--- Study material Enclosed Below ---

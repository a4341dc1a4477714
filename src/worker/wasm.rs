//! `GlyphWorker`: the WASM boundary.
//!
//! The worker shim constructs one `GlyphWorker` with its `postMessage`
//! function, calls `loadDataset` once at startup, and forwards every inbound
//! message to `handleMessage`. All console output funnels through this file;
//! the controller and everything below it stay JS-free so they run under
//! native tests.

use std::cell::RefCell;
use std::rc::Rc;

use wasm_bindgen::prelude::*;
use wasm_bindgen::JsCast;
use wasm_bindgen_futures::JsFuture;
use web_sys::{Response, WorkerGlobalScope};

use crate::config::WorkerConfig;
use crate::dataset::DatasetError;
use crate::worker::controller::RequestController;
use crate::worker::protocol::{WorkerRequest, WorkerResponse};

#[wasm_bindgen]
pub struct GlyphWorker {
    controller: Rc<RefCell<RequestController>>,
    post_message: js_sys::Function,
}

#[wasm_bindgen]
impl GlyphWorker {
    /// `post_message` receives every response the worker produces; inside a
    /// worker that is `self.postMessage.bind(self)`. `base_url` overrides
    /// where dataset versions are fetched from.
    #[wasm_bindgen(constructor)]
    pub fn new(post_message: js_sys::Function, base_url: Option<String>) -> GlyphWorker {
        let config = match base_url {
            Some(base) => WorkerConfig::with_base_url(base),
            None => WorkerConfig::default(),
        };
        GlyphWorker {
            controller: Rc::new(RefCell::new(RequestController::new(config))),
            post_message,
        }
    }

    /// Fetches and indexes a dataset version. Posts WORKER_READY plus any
    /// queued answers when the load settles, or WORKER_ERROR if it fails.
    #[wasm_bindgen(js_name = loadDataset)]
    pub fn load_dataset(&self, version: String) {
        let controller = Rc::clone(&self.controller);
        let post_message = self.post_message.clone();
        let url = {
            let mut guard = controller.borrow_mut();
            guard.begin_load();
            guard.config().dataset_url(&version)
        };

        wasm_bindgen_futures::spawn_local(async move {
            let responses = match fetch_text(&url).await {
                Ok(body) => {
                    let responses = controller.borrow_mut().ingest_dataset(body.as_bytes());
                    log_load_outcome(&controller.borrow(), &responses, &version);
                    responses
                }
                Err(error) => {
                    web_sys::console::error_1(&format!("[GlyphWorker] {}", error).into());
                    controller.borrow_mut().fail_load(&error)
                }
            };
            post_all(&post_message, &responses);
        });
    }

    /// Decodes and dispatches one inbound `{ type, payload }` message.
    /// Unknown or malformed messages are logged and dropped.
    #[wasm_bindgen(js_name = handleMessage)]
    pub fn handle_message(&self, message: JsValue) {
        let request: WorkerRequest = match serde_wasm_bindgen::from_value(message) {
            Ok(request) => request,
            Err(err) => {
                web_sys::console::warn_1(
                    &format!("[GlyphWorker] ignoring message: {}", err).into(),
                );
                return;
            }
        };
        let responses = self.controller.borrow_mut().handle(request);
        post_all(&self.post_message, &responses);
    }

    #[wasm_bindgen(js_name = isReady)]
    pub fn is_ready(&self) -> bool {
        self.controller.borrow().is_ready()
    }

    #[wasm_bindgen(js_name = isLoading)]
    pub fn is_loading(&self) -> bool {
        self.controller.borrow().is_loading()
    }

    #[wasm_bindgen(js_name = glyphCount)]
    pub fn glyph_count(&self) -> usize {
        self.controller.borrow().glyph_count()
    }

    #[wasm_bindgen(js_name = lastError)]
    pub fn last_error(&self) -> Option<String> {
        self.controller.borrow().last_error().map(String::from)
    }

    /// JSON snapshot of worker state for diagnostics panels.
    #[wasm_bindgen(js_name = getStats)]
    pub fn get_stats(&self) -> JsValue {
        let controller = self.controller.borrow();
        let stats = serde_json::json!({
            "state": controller.state().as_str(),
            "glyph_count": controller.glyph_count(),
            "block_count": controller.block_count(),
            "script_count": controller.script_count(),
            "last_error": controller.last_error(),
            "load_ms": controller.last_summary().map(|summary| summary.elapsed_ms),
        });
        serde_wasm_bindgen::to_value(&stats).unwrap_or(JsValue::NULL)
    }
}

fn post_all(post_message: &js_sys::Function, responses: &[WorkerResponse]) {
    for response in responses {
        match serde_wasm_bindgen::to_value(response) {
            Ok(value) => {
                if let Err(err) = post_message.call1(&JsValue::NULL, &value) {
                    web_sys::console::error_1(
                        &format!("[GlyphWorker] postMessage failed: {:?}", err).into(),
                    );
                }
            }
            Err(err) => {
                web_sys::console::error_1(
                    &format!("[GlyphWorker] response serialization failed: {}", err).into(),
                );
            }
        }
    }
}

fn log_load_outcome(controller: &RequestController, responses: &[WorkerResponse], version: &str) {
    if !matches!(responses.first(), Some(WorkerResponse::WorkerReady { .. })) {
        if let Some(error) = controller.last_error() {
            web_sys::console::error_1(&format!("[GlyphWorker] {}", error).into());
        }
        return;
    }
    if let Some(summary) = controller.last_summary() {
        web_sys::console::log_1(
            &format!(
                "[GlyphWorker] dataset {} ready: {} glyphs, {} blocks, {} scripts ({} merged, {} dropped) in {}ms",
                version,
                summary.glyph_count,
                summary.block_count,
                summary.script_count,
                summary.merged_rows,
                summary.dropped_rows,
                summary.elapsed_ms
            )
            .into(),
        );
    }
}

async fn fetch_text(url: &str) -> Result<String, DatasetError> {
    let scope: WorkerGlobalScope = js_sys::global()
        .dyn_into()
        .map_err(|_| DatasetError::Fetch("no worker global scope".to_string()))?;

    let response_value = JsFuture::from(scope.fetch_with_str(url))
        .await
        .map_err(|err| DatasetError::Fetch(js_error_message(&err)))?;
    let response: Response = response_value
        .dyn_into()
        .map_err(|_| DatasetError::Fetch("fetch returned a non-Response value".to_string()))?;

    if !response.ok() {
        return Err(DatasetError::Fetch(format!(
            "{} responded with status {}",
            url,
            response.status()
        )));
    }

    let body = JsFuture::from(
        response
            .text()
            .map_err(|err| DatasetError::Fetch(js_error_message(&err)))?,
    )
    .await
    .map_err(|err| DatasetError::Fetch(js_error_message(&err)))?;

    body.as_string()
        .ok_or_else(|| DatasetError::Fetch("response body was not text".to_string()))
}

fn js_error_message(value: &JsValue) -> String {
    value.as_string().unwrap_or_else(|| format!("{:?}", value))
}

--- End of Enclosed Study material ---

After locating the line with "#[wasm_bindgen(constructor)]" above, return that line and every later line through the one with "Decodes and dispatches", word for word and with nothing else.

    #[wasm_bindgen(constructor)]
    pub fn new(post_message: js_sys::Function, base_url: Option<String>) -> GlyphWorker {
        let config = match base_url {
            Some(base) => WorkerConfig::with_base_url(base),
            None => WorkerConfig::default(),
        };
        GlyphWorker {
            controller: Rc::new(RefCell::new(RequestController::new(config))),
            post_message,
        }
    }

    /// Fetches and indexes a dataset version. Posts WORKER_READY plus any
    /// queued answers when the load settles, or WORKER_ERROR if it fails.
    #[wasm_bindgen(js_name = loadDataset)]
    pub fn load_dataset(&self, version: String) {
        let controller = Rc::clone(&self.controller);
        let post_message = self.post_message.clone();
        let url = {
            let mut guard = controller.borrow_mut();
            guard.begin_load();
            guard.config().dataset_url(&version)
        };

        wasm_bindgen_futures::spawn_local(async move {
            let responses = match fetch_text(&url).await {
                Ok(body) => {
                    let responses = controller.borrow_mut().ingest_dataset(body.as_bytes());
                    log_load_outcome(&controller.borrow(), &responses, &version);
                    responses
                }
                Err(error) => {
                    web_sys::console::error_1(&format!("[GlyphWorker] {}", error).into());
                    controller.borrow_mut().fail_load(&error)
                }
            };
            post_all(&post_message, &responses);
        });
    }

    /// Decodes and dispatches one inbound `{ type, payload }` message.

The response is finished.